On a serious note, the poem works nicely, Niamh. Go ahead and read it, and do so with your hair all "tangled and crude" so you can have the best of both a night in and a night out.
My hair is always tangled and crude... a side effect of poeticness.
Thanks Lorenzo!
Alternative title - Hymn to Middle Age?
Yes, read it, read it, read it! It was written to be read.
That's a great gig too, congratulations on landing it.
You may be contacted by the owner of my local bar asking about why his revenue stream has dried up, as this has caused me to reconsider my daily visit.
By all means, read it.
I love Dominic's random irresponsible encouragement. The world needs a lot more of that, maybe he should patent and promote it.
I so identify with this poem I should weep. The final lines,
"and who wants to be here, when home is so nicer
with its puppy dogs tails, and its sugar and spicer
and there's no con artists, selling kegs for a treasure
and there's no closing time, just bed at your leisure
no queueing for taxis or trembling sins
life's much more relaxing on a quiet night in"

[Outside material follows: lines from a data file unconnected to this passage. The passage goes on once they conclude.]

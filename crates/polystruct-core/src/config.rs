//! Generator configuration.
//!
//! Load generator settings from TOML or YAML so build scripts can tune the
//! emitted code without touching the declarations.
//!
//! # Examples
//!
//! ```
//! use polystruct_core::{GeneratorConfig, OutputMode};
//!
//! let config = GeneratorConfig::from_toml_str(r#"
//!     derives = ["Clone", "Copy", "Debug", "PartialEq"]
//!     serializable = true
//!     mode = "module_units"
//!
//!     [indent]
//!     spaces = 2
//! "#).unwrap();
//!
//! assert!(config.serializable);
//! assert_eq!(config.mode, OutputMode::ModuleUnits);
//! assert_eq!(config.indent.unit(), "  ");
//! ```

use std::path::Path;

use serde::{Deserialize, Serialize};
use thiserror::Error;

/// Configuration error
#[derive(Debug, Error)]
pub enum ConfigError {
    #[error("IO error: {0}")]
    Io(#[from] std::io::Error),

    #[error("TOML parse error: {0}")]
    Toml(#[from] toml::de::Error),

    #[error("YAML parse error: {0}")]
    Yaml(#[from] serde_yaml::Error),

    #[error("Invalid configuration: {0}")]
    Invalid(String),
}

/// Main generator configuration.
#[derive(Debug, Clone, PartialEq, Eq, Deserialize, Serialize)]
#[serde(default, rename_all = "snake_case")]
pub struct GeneratorConfig {
    /// Attribute name marking a trait as a polymorphic interface.
    pub marker_attribute: String,

    /// Prefix stripped from the interface name to name the merged type.
    pub interface_prefix: String,

    /// Name of the discriminant field on the merged type.
    pub type_id_field: String,

    /// Suffix appended to the merged type name to name the discriminant enum.
    pub type_id_suffix: String,

    /// Derives added to the merged struct next to the mandatory `Default`.
    pub derives: Vec<String>,

    /// Adds `serde` derives to the merged struct and its discriminant.
    pub serializable: bool,

    /// Emits `From` conversions between each variant and the merged type.
    pub emit_from_impls: bool,

    /// Indentation of generated source text.
    pub indent: IndentStyle,

    /// How generated declarations are laid out relative to their sources.
    pub mode: OutputMode,
}

impl Default for GeneratorConfig {
    fn default() -> Self {
        Self {
            marker_attribute: "polymorphic_struct".to_string(),
            interface_prefix: "I".to_string(),
            type_id_field: "current_type_id".to_string(),
            type_id_suffix: "TypeId".to_string(),
            derives: vec![
                "Clone".to_string(),
                "Debug".to_string(),
                "PartialEq".to_string(),
            ],
            serializable: false,
            emit_from_impls: true,
            indent: IndentStyle::default(),
            mode: OutputMode::default(),
        }
    }
}

impl GeneratorConfig {
    /// Creates a new default configuration.
    pub fn new() -> Self {
        Self::default()
    }

    /// Loads configuration from a TOML file.
    ///
    /// # Errors
    ///
    /// Returns error if file doesn't exist or contains invalid TOML.
    pub fn load(path: impl AsRef<Path>) -> Result<Self, ConfigError> {
        Self::from_toml_file(path)
    }

    /// Loads configuration from a TOML file.
    pub fn from_toml_file(path: impl AsRef<Path>) -> Result<Self, ConfigError> {
        let contents = std::fs::read_to_string(path)?;
        Self::from_toml_str(&contents)
    }

    /// Parses configuration from a TOML string.
    pub fn from_toml_str(s: &str) -> Result<Self, ConfigError> {
        let config: Self = toml::from_str(s)?;
        config.validate()?;
        Ok(config)
    }

    /// Loads configuration from a YAML file.
    pub fn from_yaml_file(path: impl AsRef<Path>) -> Result<Self, ConfigError> {
        let contents = std::fs::read_to_string(path)?;
        Self::from_yaml_str(&contents)
    }

    /// Parses configuration from a YAML string.
    pub fn from_yaml_str(s: &str) -> Result<Self, ConfigError> {
        let config: Self = serde_yaml::from_str(s)?;
        config.validate()?;
        Ok(config)
    }

    /// Sets the output mode.
    pub fn with_mode(mut self, mode: OutputMode) -> Self {
        self.mode = mode;
        self
    }

    /// Replaces the extra derives of the merged struct.
    pub fn with_derives<I, S>(mut self, derives: I) -> Self
    where
        I: IntoIterator<Item = S>,
        S: Into<String>,
    {
        self.derives = derives.into_iter().map(Into::into).collect();
        self
    }

    /// Enables or disables the `serde` derives.
    pub fn with_serializable(mut self, serializable: bool) -> Self {
        self.serializable = serializable;
        self
    }

    /// Sets the indentation style.
    pub fn with_indent(mut self, indent: IndentStyle) -> Self {
        self.indent = indent;
        self
    }

    /// Checks that every configured name can appear in generated code.
    pub fn validate(&self) -> Result<(), ConfigError> {
        if !is_identifier(&self.marker_attribute) {
            return Err(ConfigError::Invalid(format!(
                "marker_attribute `{}` is not an identifier",
                self.marker_attribute
            )));
        }
        if !is_identifier(&self.type_id_field) {
            return Err(ConfigError::Invalid(format!(
                "type_id_field `{}` is not an identifier",
                self.type_id_field
            )));
        }
        if self.type_id_suffix.is_empty() || !is_identifier(&self.type_id_suffix) {
            return Err(ConfigError::Invalid(format!(
                "type_id_suffix `{}` must be a non-empty identifier fragment",
                self.type_id_suffix
            )));
        }
        if !self.interface_prefix.is_empty() && !is_identifier(&self.interface_prefix) {
            return Err(ConfigError::Invalid(format!(
                "interface_prefix `{}` is not an identifier fragment",
                self.interface_prefix
            )));
        }
        for derive in &self.derives {
            let valid = derive
                .trim_start_matches("::")
                .split("::")
                .all(is_identifier);
            if !valid {
                return Err(ConfigError::Invalid(format!(
                    "derive `{}` is not a path",
                    derive
                )));
            }
        }
        if let IndentStyle::Spaces(0) = self.indent {
            return Err(ConfigError::Invalid(
                "indent must use at least one space".to_string(),
            ));
        }
        Ok(())
    }
}

/// Indentation of generated source text.
#[derive(Debug, Clone, Copy, PartialEq, Eq, Deserialize, Serialize)]
#[serde(rename_all = "snake_case")]
pub enum IndentStyle {
    /// One tab per nesting level.
    Tabs,

    /// The given number of spaces per nesting level.
    Spaces(usize),
}

impl Default for IndentStyle {
    fn default() -> Self {
        Self::Spaces(4)
    }
}

impl IndentStyle {
    /// Returns the text of one indentation level.
    pub fn unit(&self) -> String {
        match self {
            Self::Tabs => "\t".to_string(),
            Self::Spaces(n) => " ".repeat(*n),
        }
    }
}

/// Layout of generated declarations.
#[derive(Debug, Clone, Copy, Default, PartialEq, Eq, Deserialize, Serialize)]
#[serde(rename_all = "snake_case")]
pub enum OutputMode {
    /// Generated items share the module of the scanned declarations.
    #[default]
    Inline,

    /// Generated items are grouped into one wrapper module per host module,
    /// with `use` declarations propagated from the sources.
    ModuleUnits,
}

fn is_identifier(s: &str) -> bool {
    let mut chars = s.chars();
    match chars.next() {
        Some(c) if c == '_' || c.is_ascii_alphabetic() => {}
        _ => return false,
    }
    chars.all(|c| c == '_' || c.is_ascii_alphanumeric())
}

#[cfg(test)]
mod tests;
impl<'a> MemberCollector<'a> {
    pub fn new(scan: &'a ScanResult) -> Self {
        Self { scan }
    }

    pub fn collect(&self, interface: &PolymorphicInterface) -> Result<MemberSet> {
        let mut set = MemberSet::default();
        let mut visited = HashSet::new();
        let root = TraitDecl {
            name: interface.name.clone(),
            module: interface.module.clone(),
            item: interface.item.clone(),
        };
        self.visit(&interface.name, &root, &mut visited, &mut set)?;
        Ok(set)
    }

    fn visit(
        &self,
        interface: &str,
        decl: &TraitDecl,
        visited: &mut HashSet<String>,
        set: &mut MemberSet,
    ) -> Result<()> {
        if !visited.insert(decl.name.clone()) {
            return Ok(());
        }
        if !decl.item.generics.params.is_empty() {
            return Err(GeneratorError::interface(
                interface,
                format!("trait `{}` has generic parameters", decl.name),
            ));
        }

        let members = collect_trait_members(interface, &decl.item)?;
        debug!(
            interface,
            trait_name = %decl.name,
            member_count = members.len(),
            "Collected trait members"
        );
        set.traits.push(TraitMembers {
            trait_name: decl.name.clone(),
            module: decl.module.clone(),
            members,
        });

        for bound in &decl.item.supertraits {
            let syn::TypeParamBound::Trait(bound) = bound else {
                continue;
            };
            if matches!(bound.modifier, syn::TraitBoundModifier::Maybe(_)) {
                continue;
            }
            let Some(segment) = bound.path.segments.last() else {
                continue;
            };
            let parent = segment.ident.to_string();
            match self.scan.find_trait(&parent) {
                Some(parent_decl) => {
                    if !segment.arguments.is_none() {
                        return Err(GeneratorError::interface(
                            interface,
                            format!("supertrait `{}` takes generic arguments", parent),
                        ));
                    }
                    self.visit(interface, parent_decl, visited, set)?;
                }
                None => {
                    debug!(
                        interface,
                        supertrait = %parent,
                        "Supertrait has no scanned declaration; it contributes no members"
                    );
                }
            }
        }
        Ok(())
    }
}

enum Slot {
    Method(MethodMember),
    Property(String),
}

fn collect_trait_members(interface: &str, item: &syn::ItemTrait) -> Result<Vec<Member>> {
    let mut slots = Vec::new();
    let mut properties: IndexMap<String, PropertyMember> = IndexMap::new();

    for trait_item in &item.items {
        match trait_item {
            syn::TraitItem::Fn(f) => {
                let method = method_member(interface, &f.sig)?;
                if has_attr(&f.attrs, PROPERTY_ATTRIBUTE) {
                    let name = add_accessor(interface, method, &mut properties)?;
                    if !slots.iter().any(|s| matches!(s, Slot::Property(n) if *n == name)) {
                        slots.push(Slot::Property(name));
                    }
                } else {
                    slots.push(Slot::Method(method));
                }
            }
            syn::TraitItem::Type(t) => {
                return Err(GeneratorError::interface(
                    interface,
                    format!(
                        "associated type `{}` cannot be shared by every variant",
                        t.ident
                    ),
                ));
            }
            syn::TraitItem::Const(c) => {
                return Err(GeneratorError::interface(
                    interface,
                    format!(
                        "associated const `{}` cannot be dispatched on a value",
                        c.ident
                    ),
                ));
            }
            other => {
                warn!(
                    interface,
                    item = %render(other),
                    "Ignoring trait item the generator does not understand"
                );
            }
        }
    }

    Ok(slots
        .into_iter()
        .filter_map(|slot| match slot {
            Slot::Method(m) => Some(Member::Method(m)),
            Slot::Property(name) => properties.shift_remove(&name).map(Member::Property),
        })
        .collect())
}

is perfection. Yeah, lose the "s".
Thanks Peter, I shall think about that alternative title,
Acorn, poetry is such a powerful thing sometimes :-) very kind of you to give the go ahead.
Thanks Titus, am starting to feel sorry for that little s now... with everyone just ganging up on it!! Actually maybe I'm more embarrassed - I'm like "I can't believe I let that stupid s into my poem!!"
Anyway - thanks for the courage folks
Are you sure about that when you say "My hair is always tangled and crude... a side effect of poeticness"? Could it perhaps be the other way around? That poetry comes from tangled and crude hair? Personally, I hope not, as I am quite bald, but who knows?
Either way, I go with John Lennon when he said that "madness is the first sign of dandruff". Just in case, I try to avoid dark shirts.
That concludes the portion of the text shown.